Why care about this? Partly, this just seems fascinating on its own. Partly, this seems important to understand if somebody wanted to make AI companies "more aligned" with society. Or it might be that AI companies are so fundamentally "misaligned" that gentle interventions are never going to be enough -- but if that was the case, it would be important to make a clearer case that this is so. Either way, understanding this topic better seems like a good next step. (If you have any pointers, I would be curious!)
Finally, I get the impression that there is general reluctance to engage with the possibility that AI companies are basically "pure evil" and should be viewed as completely untrustworthy.[9] I am confused about why this is. But one guess is that it's because some equate "the company is evil" with "the employees are bad people". But this is incorrect: An AI company could be the most harmful entity in human history even if every single employee was a decent person. We should hesitate to accuse individual people, but this should not prevent us from recognising that the organisation might be untrustworthy.
When I mention following financial interests, I just mean the vague notion of seeking profits, revenue, shareholder value, influence, and things like that (and being somewhat decent at it). I don't think the exact details matter for the point of this post. I definitely don't mean to imply that the company acts as a perfectly rational agent or that it is free of internal inefficiencies such as those described in Immoral Mazes or Recursive Middle Manager Hell.
More precisely, there will be various dynamics in play. Some these push in the direction of following profits, others towards things like doing good or following the company's stated mission, and some just cause internal inefficiencies. I expect that the push towards profits will be stronger when there is stronger competition and higher financial stakes. But I don't have a confident take on where the overall balance lies. Similarly, I don't claim that the mechanisms I give here as examples (selective hiring and miscoordination) are the most important ones among those that push towards profit-following.
Relatedly to footnotes 1 and 2, Richard Ngo made some good points about why the framing I adopt here is not the right one. (His post Power Lies Trembling is relevant and offers a good framing on dynamics inside countries -- but probably companies too.) Still, I think the dynamics I mention here are relevant too, and in the absence of knowing a better pointer to their discussion, this point was cheap enough to write.

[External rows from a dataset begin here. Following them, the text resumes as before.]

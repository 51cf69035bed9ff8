// SPDX-License-Identifier: MPL-2.0
//! Closing section: contact rails, navigation links, and the bottom bar.
//!
//! External links cannot open a browser from here, so every contact
//! affordance copies its address to the clipboard instead.

use super::{
    content_band, display_lines, faded, marquee_band, probed, region, Message, PageContext,
    Section, CONTACT_EMAIL, SOCIAL_LINKS,
};
use crate::ui::design_tokens::{opacity, spacing, typography};
use crate::ui::styles;
use chrono::Datelike;
use iced::widget::image::Handle;
use iced::widget::rule::horizontal as horizontal_rule;
use iced::widget::{button, Column, Container, Image, Row, Space, Text};
use iced::{Color, Element, Length};

const PORTRAIT_PATH: &str = "assets/content/portrait.jpg";

pub fn view<'a>(ctx: &PageContext<'a>) -> Element<'a, Message> {
    Column::new()
        .width(Length::Fill)
        .push(heading(ctx))
        .push(details(ctx))
        .push(marquee_band(
            ctx,
            ctx.i18n.tr("contact-marquee"),
            typography::TITLE_MD,
            opacity::HAIRLINE,
        ))
        .push(bottom_bar(ctx))
        .into()
}

fn heading<'a>(ctx: &PageContext<'a>) -> Element<'a, Message> {
    let lead = Text::new(ctx.i18n.tr("contact-lead"))
        .size(typography::TITLE_LG)
        .color(faded(
            Color {
                a: 0.35,
                ..ctx.scheme.text_display
            },
            ctx.reveal(region::CONTACT, 0),
        ));

    let body = Column::new()
        .spacing(spacing::XL)
        .push(lead)
        .push(display_lines(
            ctx,
            region::CONTACT,
            &[
                (ctx.i18n.tr("contact-title-1"), false),
                (ctx.i18n.tr("contact-title-2"), false),
                (ctx.i18n.tr("contact-title-3"), true),
            ],
            1,
        ))
        .push(horizontal_rule(1).style(styles::container::accent_rule));

    let section: Element<'a, Message> = content_band(body)
        .padding(iced::Padding {
            top: spacing::SECTION,
            bottom: spacing::XXL,
            left: spacing::XXL,
            right: spacing::XXL,
        })
        .into();

    probed(ctx, region::CONTACT, section)
}

fn details<'a>(ctx: &PageContext<'a>) -> Element<'a, Message> {
    let photo_reveal = ctx.reveal(region::CONTACT_DETAILS, 0);
    let portrait = Column::new()
        .width(Length::FillPortion(5))
        .spacing(spacing::SM)
        .push(
            Container::new(
                Image::new(Handle::from_path(PORTRAIT_PATH))
                    .width(Length::Fixed(420.0))
                    .height(Length::Fixed(540.0)),
            )
            .style(styles::container::image_frame),
        )
        .push(
            Text::new(ctx.i18n.tr("contact-photo-caption"))
                .size(typography::CAPTION)
                .color(faded(ctx.scheme.text_faint, photo_reveal)),
        );

    let rails = Column::new()
        .width(Length::FillPortion(7))
        .spacing(spacing::XXL)
        .push(email_rail(ctx))
        .push(social_rail(ctx))
        .push(nav_rail(ctx));

    let body = Row::new()
        .spacing(spacing::XXL)
        .align_y(iced::alignment::Vertical::Bottom)
        .push(portrait)
        .push(rails);

    let section: Element<'a, Message> = content_band(body)
        .padding(iced::Padding {
            top: 0.0,
            bottom: spacing::SECTION,
            left: spacing::XXL,
            right: spacing::XXL,
        })
        .into();

    probed(ctx, region::CONTACT_DETAILS, section)
}

fn rail_label<'a>(ctx: &PageContext<'a>, label: String, reveal: f32) -> Text<'a> {
    Text::new(label)
        .size(typography::CAPTION)
        .color(faded(ctx.scheme.text_faint, reveal))
}

fn email_rail<'a>(ctx: &PageContext<'a>) -> Element<'a, Message> {
    let reveal = ctx.reveal(region::CONTACT_DETAILS, 1);
    Column::new()
        .spacing(spacing::SM)
        .push(rail_label(ctx, ctx.i18n.tr("contact-email-label"), reveal))
        .push(
            button(Text::new(CONTACT_EMAIL).size(typography::DISPLAY_SM))
                .padding(0)
                .style(styles::button::ghost(
                    faded(ctx.scheme.text_display, reveal),
                    ctx.scheme.accent,
                ))
                .on_press(Message::CopyContact(CONTACT_EMAIL)),
        )
        .push(
            Text::new(ctx.i18n.tr("contact-availability"))
                .size(typography::CAPTION)
                .color(faded(ctx.scheme.text_faint, reveal)),
        )
        .into()
}

fn social_rail<'a>(ctx: &PageContext<'a>) -> Element<'a, Message> {
    let mut rail = Column::new()
        .spacing(spacing::SM)
        .push(rail_label(
            ctx,
            ctx.i18n.tr("contact-social-label"),
            ctx.reveal(region::CONTACT_DETAILS, 2),
        ));
    for (index, (label, url)) in SOCIAL_LINKS.iter().enumerate() {
        let reveal = ctx.reveal(region::CONTACT_DETAILS, 2 + index);
        let row = Row::new()
            .align_y(iced::alignment::Vertical::Center)
            .push(Text::new(*label).size(typography::TITLE_SM))
            .push(Space::new().width(Length::Fill))
            .push(
                Text::new("\u{2197}")
                    .size(typography::BODY_LG)
                    .color(faded(ctx.scheme.text_ghost, reveal)),
            );
        rail = rail
            .push(horizontal_rule(1).style(styles::container::hairline))
            .push(
                button(row.padding([spacing::SM, 0.0]))
                    .width(Length::Fill)
                    .padding(0)
                    .style(styles::button::ghost(
                        faded(ctx.scheme.text_body, reveal),
                        ctx.scheme.text_display,
                    ))
                    .on_press(Message::CopyContact(url)),
            );
    }
    rail.push(horizontal_rule(1).style(styles::container::hairline))
        .into()
}

fn nav_rail<'a>(ctx: &PageContext<'a>) -> Element<'a, Message> {
    let reveal = ctx.reveal(region::CONTACT_DETAILS, 5);
    let mut links = Row::new().spacing(spacing::LG);
    for section in [
        Section::Home,
        Section::Projects,
        Section::About,
        Section::Skills,
    ] {
        links = links.push(
            button(Text::new(ctx.i18n.tr(section.i18n_key())).size(typography::CAPTION))
                .padding(0)
                .style(styles::button::ghost(
                    faded(
                        Color {
                            a: 0.3,
                            ..ctx.scheme.text_display
                        },
                        reveal,
                    ),
                    ctx.scheme.text_display,
                ))
                .on_press(Message::JumpTo(section)),
        );
    }
    Column::new()
        .spacing(spacing::SM)
        .push(rail_label(ctx, ctx.i18n.tr("contact-nav-label"), reveal))
        .push(links)
        .into()
}

fn bottom_bar<'a>(ctx: &PageContext<'a>) -> Element<'a, Message> {
    let year = chrono::Local::now().year();
    let bar = Row::new()
        .align_y(iced::alignment::Vertical::Center)
        .push(
            Text::new(ctx.i18n.tr_with_args(
                "footer-copyright",
                &[("year", year.to_string())],
            ))
            .size(typography::CAPTION)
            .color(Color {
                a: opacity::TEXT_GHOST * 2.0,
                ..ctx.scheme.text_display
            }),
        )
        .push(Space::new().width(Length::Fill))
        .push(
            Text::new(ctx.i18n.tr("footer-stack"))
                .size(typography::CAPTION)
                .color(Color {
                    a: opacity::TEXT_DISABLED,
                    ..ctx.scheme.text_display
                }),
        )
        .push(Space::new().width(Length::Fill))
        .push(
            button(Text::new(ctx.i18n.tr("footer-back-to-top")).size(typography::CAPTION))
                .padding(0)
                .style(styles::button::ghost(
                    Color {
                        a: opacity::TEXT_GHOST * 2.0,
                        ..ctx.scheme.text_display
                    },
                    ctx.scheme.accent,
                ))
                .on_press(Message::JumpTo(Section::Home)),
        );

    Container::new(
        Column::new()
            .width(Length::Fill)
            .push(horizontal_rule(1).style(styles::container::hairline))
            .push(content_band(bar).padding([spacing::LG, spacing::XXL])),
    )
    .width(Length::Fill)
    .style(styles::container::footer_band)
    .into()
}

The scenario is over-simplified and unrealistic, but this shouldn't matter too much. The same dynamics should show up in many other cases as well.
The post Unconscious Economics feels relevant here.
I am not sure how exactly this works and it interacts with "negative externalities" such as "unclear risk of extinction". There definitely is a threat of getting sued over this, but I am not sure how much this really matters, as opposed to serving as a convenient excuse to not rock the boat.
This will be costly for the company as well. If nothing else, it causes delays and they will be replacing you by somebody less skilled (otherwise they would have hired them already). So I advocate for not complying with things you are against. But despite this, the coordination problems are definitely real and difficult to solve.
To reiterate, this does not require deliberate plotting by anybody inside the company. You don't need to actually fire those people; it should be enough to incidentally underfund them, or perhaps converge on a company culture where they leave on their own.
I am not saying they definitely are. But I do view this as plausible enough that acting on it would seem reasonable.